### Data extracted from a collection
━━━━━━━━━━━━━━━━━━━━
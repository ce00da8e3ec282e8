// src/web/types.rs

use crate::config::{
    parse_number, ScrapeParameters, ValidationError, DEFAULT_RECENCY_WINDOW_DAYS,
    DEFAULT_SCROLL_ITERATIONS,
};
use crate::export::ExportFormat;
use crate::mention_scan::SessionConfig;
use crate::run_status::RunSlot;
use rocket::http::{ContentType, Status};
use rocket::response::status::Custom;
use rocket::response::{self, Responder};
use rocket::serde::json::{Json, Value};
use rocket::serde::{Deserialize, Serialize};
use rocket::{Request, Response};
use std::path::PathBuf;
use std::sync::Arc;

pub type ApiError = Custom<Json<ErrorResponse>>;

/// Exported sheet sent as a download.
pub struct ExportResponse {
    pub data: Vec<u8>,
    pub filename: String,
    pub format: ExportFormat,
}

impl<'r> Responder<'r, 'static> for ExportResponse {
    fn respond_to(self, _: &'r Request<'_>) -> response::Result<'static> {
        let content_type = match self.format {
            ExportFormat::Xlsx => ContentType::new(
                "application",
                "vnd.openxmlformats-officedocument.spreadsheetml.sheet",
            ),
            ExportFormat::Csv => ContentType::CSV,
        };

        Response::build()
            .header(content_type)
            .raw_header(
                "Content-Disposition",
                format!("attachment; filename=\"{}\"", self.filename),
            )
            .sized_body(self.data.len(), std::io::Cursor::new(self.data))
            .ok()
    }
}

#[derive(Debug, Serialize)]
#[serde(crate = "rocket::serde")]
pub struct ErrorResponse {
    pub success: bool,
    pub error: String,
    pub error_code: String,
}

impl ErrorResponse {
    pub fn new(error: impl Into<String>, error_code: &str) -> Self {
        Self {
            success: false,
            error: error.into(),
            error_code: error_code.to_string(),
        }
    }

    pub fn with_status(self, status: Status) -> ApiError {
        Custom(status, Json(self))
    }
}

impl From<ValidationError> for ErrorResponse {
    fn from(e: ValidationError) -> Self {
        let code = match e {
            ValidationError::EmptyMention => "MISSING_COMPANY_NAME",
            ValidationError::NotPositive { .. } => "NOT_POSITIVE",
            ValidationError::InvalidNumber { .. } => "INVALID_NUMBER",
        };
        Self::new(e.to_string(), code)
    }
}

#[derive(Debug, Serialize)]
#[serde(crate = "rocket::serde")]
pub struct ActionResponse {
    pub success: bool,
    pub message: String,
}

/// Body of `POST /api/start_scraping`. Numbers may be sent as JSON numbers
/// or numeric strings.
#[derive(Debug, Default, Deserialize)]
#[serde(crate = "rocket::serde", rename_all = "camelCase")]
pub struct StartScrapingRequest {
    #[serde(default)]
    pub company_name: String,
    #[serde(default)]
    pub days_filter: Option<Value>,
    #[serde(default)]
    pub scroll_count: Option<Value>,
}

impl StartScrapingRequest {
    pub fn to_parameters(&self) -> Result<ScrapeParameters, ValidationError> {
        if self.company_name.trim().is_empty() {
            return Err(ValidationError::EmptyMention);
        }
        ScrapeParameters::new(
            &self.company_name,
            number_field(
                "Days filter",
                self.days_filter.as_ref(),
                DEFAULT_RECENCY_WINDOW_DAYS,
            )?,
            number_field(
                "Scroll count",
                self.scroll_count.as_ref(),
                DEFAULT_SCROLL_ITERATIONS,
            )?,
        )
    }
}

fn number_field(
    field: &'static str,
    value: Option<&Value>,
    default: u32,
) -> Result<i64, ValidationError> {
    match value {
        None | Some(Value::Null) => Ok(i64::from(default)),
        Some(Value::Number(n)) => n.as_i64().ok_or_else(|| ValidationError::InvalidNumber {
            field,
            value: n.to_string(),
        }),
        Some(Value::String(s)) => parse_number(field, s),
        Some(other) => Err(ValidationError::InvalidNumber {
            field,
            value: other.to_string(),
        }),
    }
}

/// Shared state of the control panel.
pub struct ServerConfig {
    pub slot: Arc<RunSlot>,
    pub export_dir: PathBuf,
    pub snapshot_dir: PathBuf,
    pub session: SessionConfig,
}
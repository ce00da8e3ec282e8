// src/export.rs
use crate::mention_scan::{PostRecord, EXPORT_COLUMNS};
use anyhow::{Context, Result};
use chrono::{DateTime, Local};
use rust_xlsxwriter::{Format, Workbook};
use std::path::{Path, PathBuf};
use tracing::info;

#[derive(Debug, Clone, Copy, PartialEq, Eq, Default)]
pub enum ExportFormat {
    #[default]
    Xlsx,
    Csv,
}

impl ExportFormat {
    pub fn extension(&self) -> &'static str {
        match self {
            ExportFormat::Xlsx => "xlsx",
            ExportFormat::Csv => "csv",
        }
    }
}

/// `linkedin_scrape_YYYYMMDD_HHMMSS.<ext>`
pub fn export_file_name(at: DateTime<Local>, format: ExportFormat) -> String {
    format!(
        "linkedin_scrape_{}.{}",
        at.format("%Y%m%d_%H%M%S"),
        format.extension()
    )
}

/// Spreadsheet with one header row and one row per record.
pub fn xlsx_bytes(records: &[PostRecord]) -> Result<Vec<u8>> {
    let mut workbook = Workbook::new();
    let header = Format::new().set_bold();
    let worksheet = workbook.add_worksheet();

    for (col, title) in EXPORT_COLUMNS.iter().enumerate() {
        worksheet
            .write_string_with_format(0, col as u16, *title, &header)
            .context("Failed to write header row")?;
    }

    for (row, record) in records.iter().enumerate() {
        for (col, value) in record.to_row().iter().enumerate() {
            worksheet
                .write_string(row as u32 + 1, col as u16, value)
                .with_context(|| format!("Failed to write row {}", row + 1))?;
        }
    }

    workbook
        .save_to_buffer()
        .context("Failed to serialize spreadsheet")
}

pub fn csv_bytes(records: &[PostRecord]) -> Result<Vec<u8>> {
    let mut writer = csv::Writer::from_writer(Vec::new());
    writer
        .write_record(EXPORT_COLUMNS)
        .context("Failed to write CSV header")?;
    for record in records {
        writer
            .write_record(record.to_row())
            .context("Failed to write CSV row")?;
    }
    writer
        .into_inner()
        .map_err(|e| anyhow::anyhow!("Failed to flush CSV: {}", e))
}

pub fn export_bytes(records: &[PostRecord], format: ExportFormat) -> Result<Vec<u8>> {
    match format {
        ExportFormat::Xlsx => xlsx_bytes(records),
        ExportFormat::Csv => csv_bytes(records),
    }
}

/// Write `records` into `dir` under a timestamped name and return the path.
pub async fn write_export(
    dir: &Path,
    records: &[PostRecord],
    format: ExportFormat,
) -> Result<PathBuf> {
    tokio::fs::create_dir_all(dir)
        .await
        .with_context(|| format!("Failed to create directory: {}", dir.display()))?;

    let path = dir.join(export_file_name(Local::now(), format));
    let bytes = export_bytes(records, format)?;
    tokio::fs::write(&path, bytes)
        .await
        .with_context(|| format!("Failed to write file: {}", path.display()))?;

    info!("Exported {} posts to {}", records.len(), path.display());
    Ok(path)
}
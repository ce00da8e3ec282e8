// src/mention_scan/mod.rs
use chrono::NaiveDate;
use serde::{Serialize, Serializer};

pub mod collector;
pub mod dom;
pub mod expander;
pub mod field_extractor;
pub mod session;
pub mod snapshot;
pub mod time_parser;

pub use collector::{find_posts, PostCollector};
pub use dom::{DomError, Element};
pub use expander::ContentExpander;
pub use field_extractor::{FieldExtractor, PostFields};
pub use session::{Browser, BrowserGuard, ScrapeSession, SessionConfig};
pub use snapshot::{HtmlSnapshot, SnapshotBrowser};
pub use time_parser::ParseFailure;

/// Column headers of the exported sheet, in order.
pub const EXPORT_COLUMNS: [&str; 5] = [
    "Post Date",
    "Post Link",
    "Time Text",
    "Post Text",
    "Emails Found",
];

/// One post that passed every filter. `link` and `raw_time_text` are never
/// empty and `date` is inside the recency window.
#[derive(Debug, Clone, PartialEq, Eq, Serialize)]
pub struct PostRecord {
    #[serde(rename = "Post Date")]
    pub date: NaiveDate,
    #[serde(rename = "Post Link")]
    pub link: String,
    #[serde(rename = "Time Text")]
    pub raw_time_text: String,
    #[serde(rename = "Post Text")]
    pub text: String,
    #[serde(rename = "Emails Found", serialize_with = "serialize_emails")]
    pub emails: Vec<String>,
}

impl PostRecord {
    pub fn emails_joined(&self) -> String {
        self.emails.join(", ")
    }

    /// Cell values in [`EXPORT_COLUMNS`] order.
    pub fn to_row(&self) -> [String; 5] {
        [
            self.date.format("%Y-%m-%d").to_string(),
            self.link.clone(),
            self.raw_time_text.clone(),
            self.text.clone(),
            self.emails_joined(),
        ]
    }
}

fn serialize_emails<S: Serializer>(emails: &[String], serializer: S) -> Result<S::Ok, S::Error> {
    serializer.serialize_str(&emails.join(", "))
}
━━━━━━━━━━━━━━━━━━━━
### Exercise requirements
Each line above that contains the word "StartScrapingRequest" should be returned.

### Answer area
pub struct StartScrapingRequest {
impl StartScrapingRequest {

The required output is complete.